API Key Configuration
Overview
API Key is the core authentication credential for Tencent Cloud TCB, used to control resource access permissions and determine which resources can be accessed (such as HTTP APIs, Cloud Functions, Cloud Run, etc.)
Resource access can be directly performed via API Key without login authentication
API Key Types
API Key is used to authenticate resource access permissions, enabling applications to access Tencent Cloud's resource services, and is not intended for user differentiation. API Keys fall into the following two categories:
- Client-side Publishable Key
- Server-side API Key
- Applicable frameworks:
Web SDK,HTTP API - User Permissions: Anonymous User Permissions
- Validity Period: Permanent
- Obtaining Method: Obtain via TCB/ApiKey Management
💡 Note: Can be exposed in the browser, used to request publicly accessible resources, and can effectively reduce MAU.
Using Examples
See Web SDK Initialization for details:
const app = cloudbase.init({
env: "your-env-id",
accessKey: "<publishable_key>",
});
app.callFunction({
name: "test",
});
app.models.test.get();
- Applicable frameworks:
HTTP API - User Permissions: Administrator Permissions
- Validity Period: Permanent
- Obtaining Method: Obtain via TCB/ApiKey Management
⚠️ Note: Tokens are key credentials for identity authentication.
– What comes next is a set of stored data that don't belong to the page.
// Copyright 2024 Saptak Santra
//
// Licensed under the Apache License, Version 2.0 (the "License");
// you may not use this file except in compliance with the License.
// You may obtain a copy of the License at
//
//     http://www.apache.org/licenses/LICENSE-2.0
//
// Unless required by applicable law or agreed to in writing, software
// distributed under the License is distributed on an "AS IS" BASIS,
// WITHOUT WARRANTIES OR CONDITIONS OF ANY KIND, either express or implied.
// See the License for the specific language governing permissions and
// limitations under the License.

//! Type-erased storage columns
//!
//! One column holds the values of a single type expression for every row of
//! an archetype. Values are stored densely as raw bytes; the layout and
//! drop glue come from the component registry. Zero-sized components are
//! supported through the explicit row count.

use crate::component::{component_info, Component, ComponentTypeId};
use crate::error::{EcsError, Result};
use crate::expression::TypeExpr;

/// Dense erased vector of component values
pub struct Column {
    expr: TypeExpr,
    component: ComponentTypeId,
    item_size: usize,
    item_align: usize,
    drop_fn: Option<unsafe fn(*mut u8)>,
    data: Vec<u8>,
    rows: usize,
}

impl Column {
    /// Create an empty column for the given storage expression
    pub(crate) fn new(expr: TypeExpr) -> Column {
        let component = expr.component_id();
        let info = component_info(component);
        Column {
            expr,
            component,
            item_size: info.size,
            item_align: info.align,
            drop_fn: info.drop_fn,
            data: Vec::new(),
            rows: 0,
        }
    }

    /// Storage expression this column holds values for
    pub fn expr(&self) -> TypeExpr {
        self.expr
    }

    /// Number of rows
    pub fn len(&self) -> usize {
        self.rows
    }

    pub fn is_empty(&self) -> bool {
        self.rows == 0
    }

    /// Rows the column can hold without reallocating
    pub fn capacity(&self) -> usize {
        if self.item_size == 0 {
            usize::MAX
        } else {
            self.data.capacity() / self.item_size
        }
    }

    fn ptr_at(&self, row: usize) -> *const u8 {
        if self.item_size == 0 {
            // Aligned dangling pointer; valid for zero-sized reads
            self.item_align as *const u8
        } else {
            unsafe { self.data.as_ptr().add(row * self.item_size) }
        }
    }

    fn ptr_at_mut(&mut self, row: usize) -> *mut u8 {
        if self.item_size == 0 {
            self.item_align as *mut u8
        } else {
            unsafe { self.data.as_mut_ptr().add(row * self.item_size) }
        }
    }

    /// Base pointer for raw slice access; dangling (aligned) for ZSTs
    pub(crate) fn base_ptr(&mut self) -> *mut u8 {
        self.ptr_at_mut(0)
    }

    fn check_type<T: Component>(&self) {
        debug_assert_eq!(
            self.component,
            ComponentTypeId::of::<T>(),
            "typed column view with mismatched component type"
        );
    }

    /// Reference to the value at `row`
    pub fn get<T: Component>(&self, row: usize) -> Result<&T> {
        self.check_type::<T>();
        if row >= self.rows {
            return Err(EcsError::RowOutOfBounds);
        }
        // SAFETY: row bounds checked; the pointer is aligned and initialized
        Ok(unsafe { &*(self.ptr_at(row) as *const T) })
    }

    /// Mutable reference to the value at `row`
    pub fn get_mut<T: Component>(&mut self, row: usize) -> Result<&mut T> {
        self.check_type::<T>();
        if row >= self.rows {
            return Err(EcsError::RowOutOfBounds);
        }
        // SAFETY: row bounds checked; exclusive access through &mut self
        Ok(unsafe { &mut *(self.ptr_at_mut(row) as *mut T) })
    }

    /// Overwrite the value at `row`, dropping the previous one
    pub fn set<T: Component>(&mut self, row: usize, value: T) -> Result<()> {
        self.check_type::<T>();
        if row >= self.rows {
            return Err(EcsError::RowOutOfBounds);
        }
        let ptr = self.ptr_at_mut(row) as *mut T;
        // SAFETY: bounds checked; old value is initialized and dropped once
        unsafe {
            std::ptr::drop_in_place(ptr);
            std::ptr::write(ptr, value);
        }
        Ok(())
    }

    /// Append one value
    pub fn append<T: Component>(&mut self, value: T) {
        self.check_type::<T>();
        let ptr = self.push_uninit();
        // SAFETY: push_uninit reserved an item-sized slot at the tail
        unsafe {
            std::ptr::write(ptr as *mut T, value);
        }
    }

    /// Append `count` copies of a value
    pub fn append_n<T: Component + Clone>(&mut self, value: T, count: usize) {
        self.check_type::<T>();
        self.data.reserve(count * self.item_size);
        for _ in 0..count {
            self.append(value.clone());
        }
    }

    /// Overwrite every row with a copy of `value`
    pub fn blit<T: Component + Clone>(&mut self, value: T) {
        self.check_type::<T>();
        for row in 0..self.rows {
            let ptr = self.ptr_at_mut(row) as *mut T;
            // SAFETY: every row below self.rows is initialized
            unsafe {
                std::ptr::drop_in_place(ptr);
                std::ptr::write(ptr, value.clone());
            }
        }
    }

    /// Reserve a new tail slot and return its pointer. The caller must
    /// initialize the slot before any access.
    pub(crate) fn push_uninit(&mut self) -> *mut u8 {
        if self.item_size == 0 {
            self.rows += 1;
            return self.item_align as *mut u8;
        }
        self.data.reserve(self.item_size);
        // SAFETY: capacity reserved above; bytes are initialized by the caller
        unsafe {
            self.data.set_len((self.rows + 1) * self.item_size);
        }
        let row = self.rows;
        self.rows += 1;
        self.ptr_at_mut(row)
    }

    /// Append the value at `src` (an initialized item of this column's
    /// component type), taking ownership of it.
    pub(crate) fn append_erased(&mut self, src: *const u8) {
        let dst = self.push_uninit();
        if self.item_size > 0 {
            // SAFETY: src and dst are distinct allocations of item_size bytes
            unsafe {
                std::ptr::copy_nonoverlapping(src, dst, self.item_size);
            }
        }
    }

    /// Remove the value at `row`, dropping it; the last row moves in
    pub fn delete_swap(&mut self, row: usize) -> Result<()> {
        if row >= self.rows {
            return Err(EcsError::RowOutOfBounds);
        }
        if let Some(drop_fn) = self.drop_fn {
            // SAFETY: the row is initialized and will be overwritten/forgotten
            unsafe {
                drop_fn(self.ptr_at_mut(row));
            }
        }
        self.swap_tail_into(row);
        Ok(())
    }

    /// Remove the value at `row` without dropping it (value was moved out)
    pub(crate) fn delete_swap_forget(&mut self, row: usize) {
        debug_assert!(row < self.rows);
        self.swap_tail_into(row);
    }

    fn swap_tail_into(&mut self, row: usize) {
        let last = self.rows - 1;
        if self.item_size > 0 {
            if row != last {
                // SAFETY: row != last, so the ranges cannot overlap
                unsafe {
                    std::ptr::copy_nonoverlapping(
                        self.ptr_at(last),
                        self.ptr_at_mut(row),
                        self.item_size,
                    );
                }
            }
            self.data.truncate(last * self.item_size);
        }
        self.rows = last;
    }

    /// Move the value at `row` to the tail of `other`, shrinking self
    pub(crate) fn migrate_row_to(&mut self, other: &mut Column, row: usize) {
        debug_assert_eq!(self.component, other.component);
        debug_assert_eq!(self.item_size, other.item_size);
        debug_assert!(row < self.rows);
        other.append_erased(self.ptr_at(row));
        self.delete_swap_forget(row);
    }
}

impl Drop for Column {
    fn drop(&mut self) {
        if let Some(drop_fn) = self.drop_fn {
            for row in 0..self.rows {
                // SAFETY: every row below self.rows is initialized
                unsafe {
                    drop_fn(self.ptr_at_mut(row));
                }
            }
        }
    }
}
Keep them secure. ApiKey must never be used on the client side.
Using Examples
See HTTP API Authentication for details:
curl -X POST \
https://tcb-api.tencentcloudapi.com/web \
-H 'Content-Type: application/json' \
-H 'Authorization: Bearer <apikey>' \
-d '{
"action": "functions.invoke",
"function_name": "test",
"request_data": {}
}'
Publishable Key and Login Authentication
Using a Publishable Key does not mean that the default guest identity has been adopted for login. It merely employs a publicly accessible key for resource access and does not carry any user information.
In applications, you can use a Publishable Key to access Tencent Cloud resources. Users can also access resources using their personal access_token via Login Authentication. These two approaches are not mutually exclusive.